The FOMC meeting concludes with the decision released today in the evening at 7pm BST (8pm CET) and the post-meeting conference will begin 30 minutes later. The statement will be releases along with new macroeconomic forecasts and the dot-plot so there will be a lot of materials to focus on. Please make sure to visit the “News” section when we will provide the post-decision update.

What is the background?

The US economy is booming thanks to a massive policy support and inflation reached 5% in May. What is more, core inflation (ex food and energy) is at 3.8% - the highest level in nearly 30 years. While some of this is transitory (as the Fed likes to point out), high household incomes can exert an upward pressure on inflation for a longer time period and supply difficulties can last for months. Furthermore, the Treasury Department reduced its cash position flooding markets with liquidity and forcing Fed to carry record reverse repo operations to prevent overnight rates from sinking below 0%. All this in theory creates a perfect ground for policy tightening.

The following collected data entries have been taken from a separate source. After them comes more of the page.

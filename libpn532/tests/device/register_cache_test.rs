#[path = "../common/mod.rs"]
mod common;

use libpn532::protocol::{Register, RfConfigItem};

#[test]
fn read_populates_cache() {
    let (mock, mut dev) = common::helpers::initialized_mock_device().unwrap();
    mock.borrow_mut().push_exchange(&[0x07, 0x80, 0x00]);

    let regs = [Register::TxMode, Register::BitFraming];
    assert_eq!(dev.read_registers(&regs, true).unwrap(), vec![0x80, 0x00]);
    assert_eq!(dev.read_registers(&regs, true).unwrap(), vec![0x80, 0x00]);
    assert_eq!(mock.borrow().command_count(0x06), 1);
    assert_eq!(
        mock.borrow().sent_frames()[0].body,
        vec![0x06, 0x63, 0x02, 0x63, 0x3D]
    );
}

#[test]
fn write_sends_only_changed_pairs() {
    let (mock, mut dev) = common::helpers::initialized_mock_device().unwrap();
    {
        let mut m = mock.borrow_mut();
        m.push_exchange(&[0x09]);
        m.push_exchange(&[0x09]);
    }
    dev.write_registers(&[(Register::TxMode, 0x80), (Register::RxMode, 0x80)], true)
        .unwrap();
    dev.write_registers(&[(Register::TxMode, 0x80), (Register::RxMode, 0x00)], true)
        .unwrap();

    let frames = mock.borrow().sent_frames();
    assert_eq!(frames.len(), 2);
    assert_eq!(frames[1].body, vec![0x08, 0x63, 0x03, 0x00]);
}

#[test]
fn polling_invalidates_caches() {
    let (mock, mut dev) = common::helpers::initialized_mock_device().unwrap();
    {
        let mut m = mock.borrow_mut();
        m.push_exchange(&[0x09]);
        m.push_exchange(&common::fixtures::poll_a_empty_reply());
        m.push_exchange(&[0x09]);
    }
    dev.write_registers(&[(Register::TxMode, 0x80)], true).unwrap();
    assert!(dev.poll_a().is_not_found());
    dev.write_registers(&[(Register::TxMode, 0x80)], true).unwrap();
    assert_eq!(mock.borrow().command_count(0x08), 2);
}

#[test]
fn rf_configuration_is_cached_by_item() {
    let (mock, mut dev) = common::helpers::initialized_mock_device().unwrap();
    {
        let mut m = mock.borrow_mut();
        m.push_exchange(&[0x33]);
        m.push_exchange(&[0x33]);
    }
    dev.rf_configuration(RfConfigItem::MaxRtyCom, &[0x00], true).unwrap();
    dev.rf_configuration(RfConfigItem::MaxRtyCom, &[0x00], true).unwrap();
    dev.rf_configuration(RfConfigItem::MaxRtyCom, &[0x01], true).unwrap();
    assert_eq!(mock.borrow().command_count(0x32), 2);
}

#[test]
fn mute_and_unmute_always_go_out() {
    let (mock, mut dev) = common::helpers::initialized_mock_device().unwrap();
    {
        let mut m = mock.borrow_mut();
        for _ in 0..3 {
            m.push_exchange(&[0x33]);
        }
    }
    dev.mute().unwrap();
    dev.mute().unwrap();
    dev.unmute().unwrap();

    let bodies: Vec<Vec<u8>> = mock.borrow().sent_frames().into_iter().map(|f| f.body).collect();
    assert_eq!(
        bodies,
        vec![
            vec![0x32, 0x01, 0x02],
            vec![0x32, 0x01, 0x02],
            vec![0x32, 0x01, 0x03],
        ]
    );
}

Retail sales remains much above pre-covid trend. Source: Macrobond, XTB Research

What to expect?

The “old” Fed would be already tightening the policy. However, this Fed has created every impression that they want to overheat the economy and the markets and see what happens. Any actual tightening at this meeting has pretty much 0% probability. Therefore investors should focus on two things:

  1. QE discussion – Chairman Powell said they would communicate any discussion regarding reduction of QE so the smallest pivot the Fed can do is to announce such discussion. Lack of it would be seen as very dovish
  2. IOER rate – record reverse repo operations reflect massive USD overliquidity that could be reduced by increasing rate on banks’ reserves (now 0.1%). That would be technical move but it would take away some fuel that is now pushing bond and stock prices higher – and this makes such move unlikely  

Markets to watch – US100

If there is one market that ideally reflects how markets feel about the FOMC decision it’s US100. High tech US stocks are being traded at record valuations partly because their business are growing but partly due to extremely accommodative monetary policy. Any change is therefore unwelcome for this market.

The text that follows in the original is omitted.